But Why You Wouldn't To?

This was the question I kept being asked today by a family member as we sat outside her front porch just talking. Let me start by saying that for those of you who don't know this already, my family is rather religious. My grandfather is a pastor and for many years ran a small church in the backwoods of Georgia, along with my grandmother who was the Church Mother. They in turn, kept telling my father that the calling of the Lord was on his life to be a pastor, and like Jonah, he fled all the way to the other side of life just trying to find a way to live his own life.

I find this incredibly ironic, considering how hellbent they've been in trying to ensure that I lead a life that is rather close to the one that they've decided for me, but hey, they're parents so what can you do? All of that is irrelvent to my point in this particular blog. I bring that up because our conversation started out rather innocently enough. We were talking about my upbringing and how nice it was that being black and growing up in nice white neighborhoods, I got exposed to a lot more things than many people in my same situation. But then, we started talking about my disability, and others might see us with it.

I was once told, that my disability has essentially shaped my family and that by my having it, it has changed the way that everyone in my family operates. In one such opinion, my Cerebral Palsy was responsible for the fact that my brother has grown to be really introverted. Apparently as the bigger brother, it was MY responsibility to teach him things like baseball, football, flirting with girls and how to drive a car, none of which I currently do.

That was how things started.

Then the conversation turned to how perhaps all of these things could've changed if perhaps I didn't have a disability, or more aptly, how if when I was growing up, if I had worked harder to become like a normal person (her words) then I could've done those things after all. And NOW we get to where things started to get heated.

Let me take a minute and say that when I was growing up, my parents used to take me to Shriner's Hospital a lot, and during those visits, the doctors repeated over and over (and I heard more times than I care to admit) that medicine could only do so much. That it was MY responsibility to do the excersizing and to endure the pain of physical therapy and so on and forth. That I had to WANT to walk like everyone else. But even as she was talking, something hit me. Why was she so fascinated on why I wanted to be like everyone else? As a person with Cerebral Palsy, what if I had instead, wanted to embrace the ideal that I was a person with a disability? Couldn't I have gotten therapy for THAT instead? And it came to that all-defining moment in which the title of this blog is, when she asked me: But why? Why Wouldn't You Want To Walk?

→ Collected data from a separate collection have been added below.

//! Connection lifecycle.
//!
//! ```text
//! Disconnected -> Connecting -> Registering -> Connected
//!                     ^                            |
//!                     +---------- Backoff <--------+  (any failure)
//! ```
//!
//! The supervisor is the only owner of the live [`Connection`]. It
//! publishes each new connection through a watch channel and never mutates
//! one in place; a reconnect replaces it.

use std::{sync::Arc, time::Duration};

use serde_json::Value;
use tokio::{
    sync::{mpsc, watch},
    task::JoinHandle,
    time::MissedTickBehavior,
};
use tokio_util::sync::CancellationToken;

use crate::{
    config::{ClientConfig, ToolRegistration},
    correlation::Correlator,
    discovery::{Discovery, Endpoint},
    error::{ClientError, TransportError},
    protocol::{Inbound, ReverseCall, is_error_result, registration_params},
    stats::ClientStats,
    transport::{Connector, Transport},
};

/// Supervisor state, published on every transition.
#[derive(Debug, Clone, PartialEq, Eq)]
pub enum SupervisorState {
    Disconnected,
    Connecting,
    Registering,
    Connected,
    /// Waiting before the next attempt.
    Backoff { delay: Duration },
    /// Shut down; terminal.
    Stopped,
}

/// Doubling reconnect delay with a ceiling.
#[derive(Debug, Clone)]
pub struct Backoff {
    min: Duration,
    max: Duration,
    next: Duration,
}

impl Backoff {
    #[must_use]
    pub fn new(min: Duration, max: Duration) -> Self {
        let max = max.max(min);
        Self { min, max, next: min }
    }

    /// Delay to wait now; doubles the following one up to the ceiling.
    pub fn next_delay(&mut self) -> Duration {
        let delay = self.next;
        self.next = self.next.saturating_mul(2).min(self.max);
        delay
    }

    /// Back to the minimum, on a successful connection.
    pub const fn reset(&mut self) {
        self.next = self.min;
    }
}

/// One live connection. Replaced, never mutated, on reconnect.
pub struct Connection {
    generation: u64,
    transport: Arc<dyn Transport>,
    session_id: Option<String>,
    post_url: String,
    endpoint: Endpoint,
}

impl Connection {
    /// Monotonic connection counter, starting at 1.
    #[must_use]
    pub const fn generation(&self) -> u64 {
        self.generation
    }

    #[must_use]
    pub fn session_id(&self) -> Option<&str> {
        self.session_id.as_deref()
    }

    #[must_use]
    pub fn post_url(&self) -> &str {
        &self.post_url
    }

    #[must_use]
    pub const fn endpoint(&self) -> &Endpoint {
        &self.endpoint
    }

    #[must_use]
    pub fn is_alive(&self) -> bool {
        self.transport.is_alive()
    }

    #[must_use]
    pub fn transport(&self) -> &dyn Transport {
        self.transport.as_ref()
    }

    /// Write one frame.
    ///
    /// # Errors
    /// Returns error if the transport rejects the frame.
    pub async fn send(&self, frame: &Value) -> Result<(), TransportError> {
        self.transport.send(frame).await
    }
}

impl std::fmt::Debug for Connection {
    fn fmt(&self, f: &mut std::fmt::Formatter<'_>) -> std::fmt::Result {
        f.debug_struct("Connection")
            .field("generation", &self.generation)
            .field("session_id", &self.session_id)
            .field("post_url", &self.post_url)
            .finish_non_exhaustive()
    }
}

/// Reverse call tagged with the connection it arrived on.
#[derive(Debug)]
pub(crate) struct QueuedCall {
    pub call: ReverseCall,
    pub generation: u64,
}

/// State shared between the supervisor, the dispatcher and client handles.
pub(crate) struct Shared {
    pub config: ClientConfig,
    pub registration: ToolRegistration,
    pub correlator: Correlator,
    pub stats: Arc<ClientStats>,
    pub connection: watch::Sender<Option<Arc<Connection>>>,
    pub state: watch::Sender<SupervisorState>,
}

struct Live {
    connection: Arc<Connection>,
    pump: JoinHandle<()>,
}

pub(crate) struct Supervisor {
    shared: Arc<Shared>,
    connector: Arc<dyn Connector>,
    discovery: Arc<dyn Discovery>,
    calls: mpsc::UnboundedSender<QueuedCall>,
    backoff: Backoff,
    generation: u64,
}

impl Supervisor {
    pub fn new(
        shared: Arc<Shared>,
        connector: Arc<dyn Connector>,
        discovery: Arc<dyn Discovery>,
        calls: mpsc::UnboundedSender<QueuedCall>,
    ) -> Self {
        let backoff = Backoff::new(shared.config.backoff_min(), shared.config.backoff_max());
        Self {
            shared,
            connector,
            discovery,
            calls,
            backoff,
            generation: 0,
        }
    }

    fn set_state(&self, state: SupervisorState) {
        tracing::debug!(?state, "Supervisor transition");
        self.shared.state.send_replace(state);
    }

    /// Drive the state machine until `cancel` fires.
    pub async fn run(mut self, cancel: CancellationToken) {
        loop {
            match self.connect_once(&cancel).await {
                Ok(Some(live)) => {
                    self.backoff.reset();
                    let lost = self.monitor(&live, &cancel).await;
                    self.teardown(live).await;
                    if !lost {
                        break;
                    }
                }
                Ok(None) => break,
                Err(e) => tracing::warn!(error = %e, "Connection attempt failed"),
            }

            let delay = self.backoff.next_delay();
            self.set_state(SupervisorState::Backoff { delay });
            tokio::select! {
                () = cancel.cancelled() => break,
                () = tokio::time::sleep(delay) => {}
            }
        }

        self.set_state(SupervisorState::Stopped);
        tracing::info!("Supervisor stopped");
    }

    /// One pass through Connecting and Registering. `Ok(None)` means the
    /// stop signal fired.
    async fn connect_once(&mut self, cancel: &CancellationToken) -> Result<Option<Live>, ClientError> {
        self.set_state(SupervisorState::Connecting);

        let endpoint = tokio::select! {
            () = cancel.cancelled() => return Ok(None),
            endpoint = self.discovery.discover() => endpoint?,
        };
        let opened = tokio::select! {
            () = cancel.cancelled() => return Ok(None),
            opened = self.connector.connect(&endpoint, Arc::clone(&self.shared.stats)) => opened?,
        };

        self.generation += 1;
        let generation = self.generation;
        let connection = Arc::new(Connection {
            generation,
            transport: opened.transport,
            session_id: opened.session_id,
            post_url: opened.post_url,
            endpoint,
        });
        let pump = tokio::spawn(pump(
            opened.inbound,
            Arc::clone(&self.shared),
            self.calls.clone(),
            generation,
        ));
        let live = Live { connection, pump };
        self.shared
            .connection
            .send_replace(Some(Arc::clone(&live.connection)));

        self.set_state(SupervisorState::Registering);
        let registered = tokio::select! {
            () = cancel.cancelled() => None,
            result = self.register(&live.connection) => Some(result),
        };
        match registered {
            None => {
                self.teardown(live).await;
                Ok(None)
            }
            Some(Err(e)) => {
                self.teardown(live).await;
                Err(e)
            }
            Some(Ok(())) => {
                if generation > 1 {
                    self.shared.stats.record_reconnect();
                }
                self.set_state(SupervisorState::Connected);
                Ok(Some(live))
            }
        }
    }

    async fn register(&self, connection: &Connection) -> Result<(), ClientError> {
        let registration = &self.shared.registration;
        let params = registration_params(
            &registration.name,
            &registration.description,
            &registration.readme,
        );
        let result = async {
            let pending = self
                .shared
                .correlator
                .issue(connection.transport(), "tools/call", params)
                .await?;
            pending.wait(self.shared.config.registration_timeout()).await
        }
        .await
        .map_err(|e| ClientError::RegistrationFailed(e.to_string()))?;

        if is_error_result(&result) {
            return Err(ClientError::RegistrationFailed(result.to_string()));
        }
        tracing::info!(
            tool = %registration.name,
            session_id = ?connection.session_id(),
            generation = connection.generation(),
            "Registered remote tool"
        );
        Ok(())
    }

    /// Poll liveness while connected. Returns true if the connection was
    /// lost, false if the stop signal fired.
    async fn monitor(&self, live: &Live, cancel: &CancellationToken) -> bool {
        let mut interval = tokio::time::interval(self.shared.config.liveness_interval());
        interval.set_missed_tick_behavior(MissedTickBehavior::Skip);
        loop {
            tokio::select! {
                () = cancel.cancelled() => return false,
                _ = interval.tick() => {
                    if !live.connection.is_alive() || live.pump.is_finished() {
                        tracing::warn!(
                            generation = live.connection.generation(),
                            "Connection lost"
                        );
                        return true;
                    }
                }
            }
        }
    }

    async fn teardown(&self, live: Live) {
        let generation = live.connection.generation();
        self.shared.connection.send_if_modified(|current| {
            if current.as_ref().is_some_and(|c| c.generation == generation) {
                *current = None;
                true
            } else {
                false
            }
        });
        live.connection.transport.close().await;
        live.pump.abort();
        let failed = self.shared.correlator.fail_all();
        tracing::debug!(generation, failed, "Connection torn down");
    }
}

/// Route inbound frames: responses to the correlator, reverse calls to the
/// dispatcher queue.
async fn pump(
    mut inbound: mpsc::UnboundedReceiver<Inbound>,
    shared: Arc<Shared>,
    calls: mpsc::UnboundedSender<QueuedCall>,
    generation: u64,
) {
    while let Some(frame) = inbound.recv().await {
        match frame {
            Inbound::Response { id, outcome } => {
                shared.correlator.fulfill(&id, outcome);
            }
            Inbound::ReverseCall(call) => {
                tracing::debug!(call_id = %call.call_id, tool = %call.tool, "Queueing reverse call");
                if calls.send(QueuedCall { call, generation }).is_err() {
                    tracing::warn!("Dispatcher gone, dropping reverse call");
                }
            }
        }
    }
    tracing::debug!(generation, "Inbound stream closed");
}
//! Duplex transport for hostlink.
//!
//! Provides:
//! - Wire protocol (JSON-RPC requests, reverse calls, tool replies)
//! - SSE parser and the [`SseConnector`] transport
//! - [`Correlator`] matching responses to waiting requests
//! - Reconnect [`supervisor`] with bounded exponential backoff
//! - [`Client`] facade with a FIFO reverse-call dispatcher
//! - In-memory [`ChannelConnector`] for tests

pub mod client;
pub mod config;
pub mod correlation;
pub mod discovery;
pub mod dispatch;
pub mod error;
pub mod memory;
pub mod protocol;
pub mod sse;
pub mod stats;
pub mod supervisor;
pub mod transport;

pub use client::Client;
pub use config::{ClientConfig, ToolRegistration};
pub use correlation::{Correlator, PendingRequest};
pub use discovery::{Discovery, Endpoint, StaticDiscovery};
pub use dispatch::{CallContext, ToolHandler};
pub use error::{ClientError, FrameError, RpcError, TransportError};
pub use memory::{ChannelConnector, ServerEnd};
pub use protocol::{Inbound, ReverseCall, ToolContent, ToolReply};
pub use stats::{ClientStats, StatsSnapshot};
pub use supervisor::{Backoff, Connection, SupervisorState};
pub use transport::{Connector, Opened, SseConnector, Transport};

And this is the problem. Her question echoes the fundamental problem with society today. As she sat there looking at me with an absolutely puzzled expression on her face, I countered back, "What's wrong with being me? Being a person with a disability?" To which she responded, "But who would WANT to have a disability? I wouldn't want my child to have a disability." Now I'm not going to sit here and sat that I would want my child to be born with disability, but the way in which the answer was framed was put in such a way that would signify that to have a child with a disability, was to have something that was broken, or incomplete, or marred in such, that it was beyond the reach of living a normal life.

I stress that my family member did not mean anything by her responses. They were simply questions she uttered in the moment, and I realized that she is simply repeating what she hears from everyone else. In America, I think we need to have another conversation about disability. Not with doctors and insurance companies and therapists about how to fix a person's life, but rather we need to have a conversation with the PERSON to decide what it is they want to do.

It's a lot like when I was performing with the gay men's chorus that I sing with in D.C. in June. The artistic director refused to let me lay on the stage with everyone else (who was on the floor) because he felt, that by leaving me in my wheelchair, that he was in fact, "doing me a favor." I feel like this is essentially the attitude that the medical profession has when assessing someone's condition when it comes to them having a disability (and I mean this strictly in terms of the disability. If a person is born with a congenital heart defect, then OBVIOUSLY that person needs medical intervention.)

But I told her that if I were a parent, and my child had a disability, depending on the severity and the type of disability, when my child reached a certain age, rather than force various types of therapies, drugs and equipment on them, I'd prefer to have a candid conversation about the nature of the disability and their life. What did THEY want? What would I have to do as a parent to ensure that they had the life fulfilling to THEM? I just feel that people should be asking about how they can help a person feel their best, instead of how they be the perceived version of NORMAL.